Anti-Administration Party | |
---|---|
Leader | James Madison Thomas Jefferson Henry Tazewell |
Founded | 1789 |
Dissolved | 1792 |
Preceded by | Anti-Federalists |
Merged into | Democratic-Republican Party |
Headquarters | Philadelphia, Pennsylvania |
Newspaper | National Gazette |
Ideology | Agrarianism [1] Anti-clericalism [2] Liberalism [3] Jeffersonianism [4] Populism [5] Republicanism [6] |
Political position | Left-wing [4] [7] |
Colors | Light green |
The Anti-Administration party was an informal political faction in the United States led by James Madison and Thomas Jefferson that opposed policies of then Secretary of the Treasury Alexander Hamilton in the first term of U.S. president George Washington. It was not an organized political party, but an unorganized faction. Most members had been Anti-Federalists in 1788, when they opposed ratification of the U.S. Constitution. However, the situation was fluid, with members joining and leaving.

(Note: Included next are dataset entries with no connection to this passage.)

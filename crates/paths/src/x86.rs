//! x86 and x86_64 paths.
//!
//! | bit  | path       | group        |
//! |------|------------|--------------|
//! | 0x02 | `portable` | non-arch     |
//! | 0x04 | `sse4.2`   | extra-arch   |
//! | 0x08 | `avx2`     | default-arch |
//! | 0x10 | `avx512`   | default-arch |
//! | 0x20 | `avx-vnni` | extra-arch   |
//!
//! SSE 4.2 and AVX-VNNI kernels are placeholders whose block dimensions are
//! still being tuned, so they stay out of the default set.

use crate::{
  family::{Family, Variant},
  path::{PORTABLE_BITS, Path},
};

/// The x86 family (32- and 64-bit).
#[derive(Clone, Copy, Debug, Default, PartialEq, Eq, Hash)]
pub struct X86;

/// Named x86 paths.
#[derive(Clone, Copy, Debug, PartialEq, Eq, Hash)]
#[repr(u8)]
pub enum X86Path {
  /// Portable fallback.
  Portable = PORTABLE_BITS,
  /// SSE 4.2.
  Sse42 = 0x04,
  /// AVX2 with FMA.
  Avx2 = 0x08,
  /// AVX-512 (F, DQ, CD, BW, VL).
  Avx512 = 0x10,
  /// AVX-512 VNNI dot products.
  AvxVnni = 0x20,
}

impl Variant for X86Path {
  const ALL: &'static [Self] = &[Self::Portable, Self::Sse42, Self::Avx2, Self::Avx512, Self::AvxVnni];

  #[inline]
  fn bits(self) -> u8 {
    self as u8
  }

  fn name(self) -> &'static str {
    match self {
      Self::Portable => "portable",
      Self::Sse42 => "sse4.2",
      Self::Avx2 => "avx2",
      Self::Avx512 => "avx512",
      Self::AvxVnni => "avx-vnni",
    }
  }
}

impl Path<X86> {
  /// SSE 4.2.
  pub const SSE42: Self = Self::from_bits(X86Path::Sse42 as u8);
  /// AVX2 with FMA.
  pub const AVX2: Self = Self::from_bits(X86Path::Avx2 as u8);
  /// AVX-512.
  pub const AVX512: Self = Self::from_bits(X86Path::Avx512 as u8);
  /// AVX-512 VNNI.
  pub const AVX_VNNI: Self = Self::from_bits(X86Path::AvxVnni as u8);
}

impl Family for X86 {
  const NAME: &'static str = "x86";
  type Variant = X86Path;

  const NON_ARCH: Path<Self> = Path::<Self>::PORTABLE;
  const DEFAULT_ARCH: Path<Self> = Path::<Self>::AVX2.union(Path::<Self>::AVX512);
  const EXTRA_ARCH: Path<Self> = Path::<Self>::SSE42.union(Path::<Self>::AVX_VNNI);
}

crate::assert_catalog!(X86, X86Path);
//! The catalog of the family this crate is compiled for.
//!
//! [`Native`] is the only target-dependent item of the crate. The constants
//! below are the native family's catalog under the names dispatch code uses.

use crate::{family::Family, path::Path};

/// The family of the compilation target.
#[cfg(any(target_arch = "x86", target_arch = "x86_64"))]
pub type Native = crate::X86;

/// The family of the compilation target.
#[cfg(target_arch = "aarch64")]
pub type Native = crate::Arm64;

/// The family of the compilation target.
#[cfg(all(target_arch = "arm", target_feature = "neon"))]
pub type Native = crate::Arm32;

/// The family of the compilation target.
#[cfg(not(any(
  target_arch = "x86",
  target_arch = "x86_64",
  target_arch = "aarch64",
  all(target_arch = "arm", target_feature = "neon")
)))]
pub type Native = crate::Generic;

/// A path of the native family.
pub type NativePath = Path<Native>;

/// Portable paths, always compiled and always supported.
pub const NON_ARCH_PATHS: NativePath = Native::NON_ARCH;

/// Architecture paths recommended for most users.
pub const DEFAULT_ARCH_PATHS: NativePath = Native::DEFAULT_ARCH;

/// Architecture paths available but not recommended.
pub const EXTRA_ARCH_PATHS: NativePath = Native::EXTRA_ARCH;

/// The recommended set, used by entry points that take no explicit paths.
pub const DEFAULT_PATHS: NativePath = Native::DEFAULT;

/// Every path available to compile.
pub const ALL_PATHS: NativePath = Native::ALL;

const _: () = assert!(
  crate::disjoint(DEFAULT_PATHS, ALL_PATHS.complement()),
  "native default paths are not a subset of all paths"
);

Although contemporaries often referred to Hamilton's opponents as "Anti-Federalists", that term is now seen as imprecise since several Anti-Administration leaders supported ratification, including Virginia Representative James Madison. He joined former Anti-Federalists to oppose Hamilton's financial plans in 1790. William Maclay, a leader of the faction in the Senate, used in his Congressional diary the term "Republican".
After Jefferson took leadership of the opposition to Hamilton in 1792, the faction became a formal party, Jefferson's Republican Party, which is often called the Democratic-Republican Party by historians and political scientists.

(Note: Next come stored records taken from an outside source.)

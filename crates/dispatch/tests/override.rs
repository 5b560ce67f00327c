//! Process-wide overrides. Kept in their own test binary: the override is
//! global state and would leak into other tests.

use dispatch::{Context, detect};
use paths::{ALL_PATHS, NativePath};

#[test]
fn override_replaces_detection_until_cleared() {
  let detected = detect::supported();
  assert!(!detect::has_override());

  detect::set_override(Some(NativePath::PORTABLE));
  assert!(detect::has_override());
  assert_eq!(detect::supported(), NativePath::PORTABLE);

  // Contexts following detection follow the override.
  let ctx = Context::new();
  assert_eq!(ctx.runtime_enabled_paths(), NativePath::PORTABLE);
  assert_eq!(ctx.select_path(ALL_PATHS), NativePath::PORTABLE);

  // Bits outside the catalog are dropped.
  detect::set_override(Some(ALL_PATHS.complement() | NativePath::PORTABLE));
  assert_eq!(detect::supported(), NativePath::PORTABLE);

  detect::set_override(None);
  assert!(!detect::has_override());
  assert_eq!(detect::supported(), detected);
}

At the Constitutional Convention in 1787 and during the ratifying process in 1788, Madison was one of the most prominent advocates of a smaller national government. He wrote The Federalist Papers , together with Hamilton and John Jay. In 1789 and 1790, Madison was a leader in support of a new federal government with limited powers. [8]
At the time, the concept of a loyal opposition party was novel. [8] However, Madison joined with Henry Tazewell and others to oppose Hamilton's First Report on the Public Credit in January 1790. The creation of the coalition marked the emergence of the Anti-Administration party, which was then based almost exclusively Southern. Madison argued that repaying the debt rewarded speculators, [9] and his proposal to repay only the original bondholders was defeated by a vote of 36 to 13. [9] Hamilton's report also provided for the assumption of state debt by the federal government. Since Massachusetts, Connecticut and South Carolina owed nearly half of this debt, other states resented assumption. The House of Representatives passed the bill without assumption, but the Senate included that provision. The deadlock was broken by the Compromise of 1790, a deal between Madison and Secretary of State Jefferson on one hand and Hamilton on the other, which included both assumption and the location of the national capital in the South, which later became the District of Columbia. [10] [11]

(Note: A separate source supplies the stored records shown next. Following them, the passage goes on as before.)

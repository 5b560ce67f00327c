//! Architecture families and their path catalogs.
//!
//! A [`Family`] is a zero-sized marker type standing for one CPU architecture
//! family. It fixes three things:
//!
//! - which bits exist, through its [`Variant`] enum,
//! - the three disjoint base groups `NON_ARCH`, `DEFAULT_ARCH`, `EXTRA_ARCH`,
//! - the derived sets `DEFAULT` and `ALL`.
//!
//! Every family is compiled into every build, and every family's catalog is
//! checked at compile time: by [`ensure_catalog`] wherever a family's paths
//! are resolved or tabled, and eagerly by [`assert_catalog!`](crate::assert_catalog)
//! next to the family definition. Only the choice of [`Native`](crate::Native)
//! depends on the target.

use core::{fmt, hash::Hash};

use crate::path::{Path, disjoint};

/// The closed set of named single-bit paths of one family.
pub trait Variant: Copy + Eq + Hash + fmt::Debug + Send + Sync + 'static {
  /// Every variant, in ascending bit order.
  const ALL: &'static [Self];

  /// The variant's single bit.
  fn bits(self) -> u8;

  /// Stable lowercase name, used for formatting and configuration.
  fn name(self) -> &'static str;
}

/// An architecture family: an independent bit space plus its catalog.
pub trait Family: Copy + Eq + Hash + fmt::Debug + Default + Send + Sync + 'static {
  /// Short family name (e.g. `"x86"`).
  const NAME: &'static str;

  /// Named paths of this family.
  type Variant: Variant;

  /// Portable paths, available on every CPU of the family.
  const NON_ARCH: Path<Self>;

  /// Architecture-specific paths recommended for most users.
  const DEFAULT_ARCH: Path<Self>;

  /// Architecture-specific paths that are available but not recommended:
  /// work in progress, or minority hardware.
  const EXTRA_ARCH: Path<Self>;

  /// The recommended set: portable fallback plus the default architecture paths.
  const DEFAULT: Path<Self> = Self::NON_ARCH.union(Self::DEFAULT_ARCH);

  /// Every path this family can compile.
  const ALL: Path<Self> = Self::DEFAULT.union(Self::EXTRA_ARCH);
}

// Blanket-implemented and private, so no family can replace the checks.
trait Checked: Family {
  const CATALOG: ();
}

impl<F: Family> Checked for F {
  const CATALOG: () = {
    assert!(
      disjoint(F::DEFAULT_ARCH, F::EXTRA_ARCH),
      "family catalog: default-arch and extra-arch paths overlap"
    );
    assert!(
      disjoint(F::DEFAULT_ARCH, F::NON_ARCH),
      "family catalog: default-arch and non-arch paths overlap"
    );
    assert!(
      disjoint(F::EXTRA_ARCH, F::NON_ARCH),
      "family catalog: extra-arch and non-arch paths overlap"
    );
    assert!(
      disjoint(F::DEFAULT, F::ALL.complement()),
      "family catalog: default paths are not a subset of all paths"
    );
    assert!(
      F::NON_ARCH.contains(Path::<F>::PORTABLE),
      "family catalog: non-arch paths must include the portable path"
    );
  };
}

/// Require `F`'s catalog invariants to hold.
///
/// The checks run during const evaluation, once per family. Every generic
/// entry point that consumes a catalog ([`Path::most_significant`],
/// [`Path::of`], [`Path::variant`], kernel tables, specialization, validation)
/// calls this, so a family with overlapping groups fails the build as soon as
/// it is used, whether or not it invoked
/// [`assert_catalog!`](crate::assert_catalog).
///
/// ```compile_fail,E0080
/// # use paths::{Family, Path, Variant};
/// # #[derive(Clone, Copy, Debug, Default, PartialEq, Eq, Hash)]
/// # struct Bad;
/// # #[derive(Clone, Copy, Debug, PartialEq, Eq, Hash)]
/// # #[repr(u8)]
/// # enum BadPath { Portable = 0x02, X = 0x04 }
/// # impl Variant for BadPath {
/// #   const ALL: &'static [Self] = &[Self::Portable, Self::X];
/// #   fn bits(self) -> u8 { self as u8 }
/// #   fn name(self) -> &'static str { "x" }
/// # }
/// impl Family for Bad {
///   const NAME: &'static str = "bad";
///   type Variant = BadPath;
///   const NON_ARCH: Path<Self> = Path::<Self>::PORTABLE;
///   const DEFAULT_ARCH: Path<Self> = Path::<Self>::from_bits(0x04);
///   const EXTRA_ARCH: Path<Self> = Path::<Self>::from_bits(0x04 | 0x02);
/// }
///
/// // No `assert_catalog!`; resolving a path is enough to fail the build.
/// let _ = Path::<Bad>::from_bits(0x04).most_significant();
/// ```
#[inline(always)]
pub const fn ensure_catalog<F: Family>() {
  <F as Checked>::CATALOG
}

/// Check a family's catalog invariants at compile time.
///
/// Expands to a `const` item, so a violated invariant fails the build with a
/// message naming the family and the invariant:
///
/// - the three base groups are pairwise disjoint,
/// - `DEFAULT` is contained in `ALL`,
/// - `NON_ARCH` includes the portable path,
/// - every named variant is a single bit, in strictly ascending order.
///
/// ```
/// use paths::{Arm64, ArmPath, assert_catalog};
///
/// assert_catalog!(Arm64, ArmPath);
/// ```
///
/// Overlapping default-arch and extra-arch groups fail the build:
///
/// ```compile_fail,E0080
/// # use paths::{Family, Path, Variant, assert_catalog};
/// # #[derive(Clone, Copy, Debug, Default, PartialEq, Eq, Hash)]
/// # struct Bad;
/// # #[derive(Clone, Copy, Debug, PartialEq, Eq, Hash)]
/// # #[repr(u8)]
/// # enum BadPath { Portable = 0x02, X = 0x04, Y = 0x08 }
/// # impl Variant for BadPath {
/// #   const ALL: &'static [Self] = &[Self::Portable, Self::X, Self::Y];
/// #   fn bits(self) -> u8 { self as u8 }
/// #   fn name(self) -> &'static str { "bad" }
/// # }
/// impl Family for Bad {
///   const NAME: &'static str = "bad";
///   type Variant = BadPath;
///   const NON_ARCH: Path<Self> = Path::<Self>::from_bits(0x02);
///   const DEFAULT_ARCH: Path<Self> = Path::<Self>::from_bits(0x04);
///   const EXTRA_ARCH: Path<Self> = Path::<Self>::from_bits(0x04 | 0x08);
/// }
///
/// assert_catalog!(Bad, BadPath);
/// ```
///
/// So do overlapping default-arch and non-arch groups:
///
/// ```compile_fail,E0080
/// # use paths::{Family, Path, Variant, assert_catalog};
/// # #[derive(Clone, Copy, Debug, Default, PartialEq, Eq, Hash)]
/// # struct Bad;
/// # #[derive(Clone, Copy, Debug, PartialEq, Eq, Hash)]
/// # #[repr(u8)]
/// # enum BadPath { Portable = 0x02, X = 0x04, Y = 0x08 }
/// # impl Variant for BadPath {
/// #   const ALL: &'static [Self] = &[Self::Portable, Self::X, Self::Y];
/// #   fn bits(self) -> u8 { self as u8 }
/// #   fn name(self) -> &'static str { "bad" }
/// # }
/// impl Family for Bad {
///   const NAME: &'static str = "bad";
///   type Variant = BadPath;
///   const NON_ARCH: Path<Self> = Path::<Self>::from_bits(0x02);
///   const DEFAULT_ARCH: Path<Self> = Path::<Self>::from_bits(0x02 | 0x04);
///   const EXTRA_ARCH: Path<Self> = Path::<Self>::from_bits(0x08);
/// }
///
/// assert_catalog!(Bad, BadPath);
/// ```
///
/// Overlapping extra-arch and non-arch groups:
///
/// ```compile_fail,E0080
/// # use paths::{Family, Path, Variant, assert_catalog};
/// # #[derive(Clone, Copy, Debug, Default, PartialEq, Eq, Hash)]
/// # struct Bad;
/// # #[derive(Clone, Copy, Debug, PartialEq, Eq, Hash)]
/// # #[repr(u8)]
/// # enum BadPath { Portable = 0x02, X = 0x04, Y = 0x08 }
/// # impl Variant for BadPath {
/// #   const ALL: &'static [Self] = &[Self::Portable, Self::X, Self::Y];
/// #   fn bits(self) -> u8 { self as u8 }
/// #   fn name(self) -> &'static str { "bad" }
/// # }
/// impl Family for Bad {
///   const NAME: &'static str = "bad";
///   type Variant = BadPath;
///   const NON_ARCH: Path<Self> = Path::<Self>::from_bits(0x02);
///   const DEFAULT_ARCH: Path<Self> = Path::<Self>::from_bits(0x04);
///   const EXTRA_ARCH: Path<Self> = Path::<Self>::from_bits(0x02 | 0x08);
/// }
///
/// assert_catalog!(Bad, BadPath);
/// ```
///
/// A non-arch group without the portable path:
///
/// ```compile_fail,E0080
/// # use paths::{Family, Path, Variant, assert_catalog};
/// # #[derive(Clone, Copy, Debug, Default, PartialEq, Eq, Hash)]
/// # struct Bad;
/// # #[derive(Clone, Copy, Debug, PartialEq, Eq, Hash)]
/// # #[repr(u8)]
/// # enum BadPath { Portable = 0x02, X = 0x04, Y = 0x08 }
/// # impl Variant for BadPath {
/// #   const ALL: &'static [Self] = &[Self::Portable, Self::X, Self::Y];
/// #   fn bits(self) -> u8 { self as u8 }
/// #   fn name(self) -> &'static str { "bad" }
/// # }
/// impl Family for Bad {
///   const NAME: &'static str = "bad";
///   type Variant = BadPath;
///   const NON_ARCH: Path<Self> = Path::<Self>::from_bits(0x01);
///   const DEFAULT_ARCH: Path<Self> = Path::<Self>::from_bits(0x04);
///   const EXTRA_ARCH: Path<Self> = Path::<Self>::from_bits(0x08);
/// }
///
/// assert_catalog!(Bad, BadPath);
/// ```
///
/// Named paths listed out of bit order:
///
/// ```compile_fail,E0080
/// # use paths::{Family, Path, Variant, assert_catalog};
/// # #[derive(Clone, Copy, Debug, Default, PartialEq, Eq, Hash)]
/// # struct Bad;
/// # #[derive(Clone, Copy, Debug, PartialEq, Eq, Hash)]
/// # #[repr(u8)]
/// # enum BadPath { Portable = 0x02, X = 0x04, Y = 0x08 }
/// # impl Variant for BadPath {
/// #   const ALL: &'static [Self] = &[Self::Portable, Self::Y, Self::X];
/// #   fn bits(self) -> u8 { self as u8 }
/// #   fn name(self) -> &'static str { "bad" }
/// # }
/// impl Family for Bad {
///   const NAME: &'static str = "bad";
///   type Variant = BadPath;
///   const NON_ARCH: Path<Self> = Path::<Self>::from_bits(0x02);
///   const DEFAULT_ARCH: Path<Self> = Path::<Self>::from_bits(0x04);
///   const EXTRA_ARCH: Path<Self> = Path::<Self>::from_bits(0x08);
/// }
///
/// assert_catalog!(Bad, BadPath);
/// ```
#[macro_export]
macro_rules! assert_catalog {
  ($family:ty, $variant:ty) => {
    const _: () = {
      let non_arch = <$family as $crate::Family>::NON_ARCH;
      let default_arch = <$family as $crate::Family>::DEFAULT_ARCH;
      let extra_arch = <$family as $crate::Family>::EXTRA_ARCH;
      let default = <$family as $crate::Family>::DEFAULT;
      let all = <$family as $crate::Family>::ALL;

      assert!(
        $crate::disjoint(default_arch, extra_arch),
        concat!(stringify!($family), ": default-arch and extra-arch paths overlap")
      );
      assert!(
        $crate::disjoint(default_arch, non_arch),
        concat!(stringify!($family), ": default-arch and non-arch paths overlap")
      );
      assert!(
        $crate::disjoint(extra_arch, non_arch),
        concat!(stringify!($family), ": extra-arch and non-arch paths overlap")
      );
      assert!(
        $crate::disjoint(default, all.complement()),
        concat!(stringify!($family), ": default paths are not a subset of all paths")
      );
      assert!(
        non_arch.contains($crate::Path::<$family>::PORTABLE),
        concat!(stringify!($family), ": non-arch paths must include the portable path")
      );

      let mut rest = <$variant as $crate::Variant>::ALL;
      let mut prev = 0u8;
      while let [first, tail @ ..] = rest {
        let bits = *first as u8;
        assert!(
          bits.is_power_of_two(),
          concat!(stringify!($variant), ": every named path must be a single bit")
        );
        assert!(
          bits > prev,
          concat!(stringify!($variant), ": named paths must be listed in ascending bit order")
        );
        prev = bits;
        rest = tail;
      }
    };
  };
}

In the summer of 1791, Jefferson and Madison brought the journalist Philip Freneau, a fiery editor of a New York City Anti-Federalist paper, to Philadelphia to start an Anti-Administration newspaper, the National Gazette. Jefferson gave the only State Department patronage position that he had to Freneau. [12]
During the Second Congress, the Anti-Administration elements were more numerous and included about 32 House members out of 72. In 1791, Madison and Hamilton again clashed after the latter proposed the creation of a national bank. Southern planters opposed but urban merchants supported the idea. Madison called the Bank unconstitutional, but Hamilton successfully argued that the Necessary and Proper Clause of the Constitution allowed the creation of the bank. [13]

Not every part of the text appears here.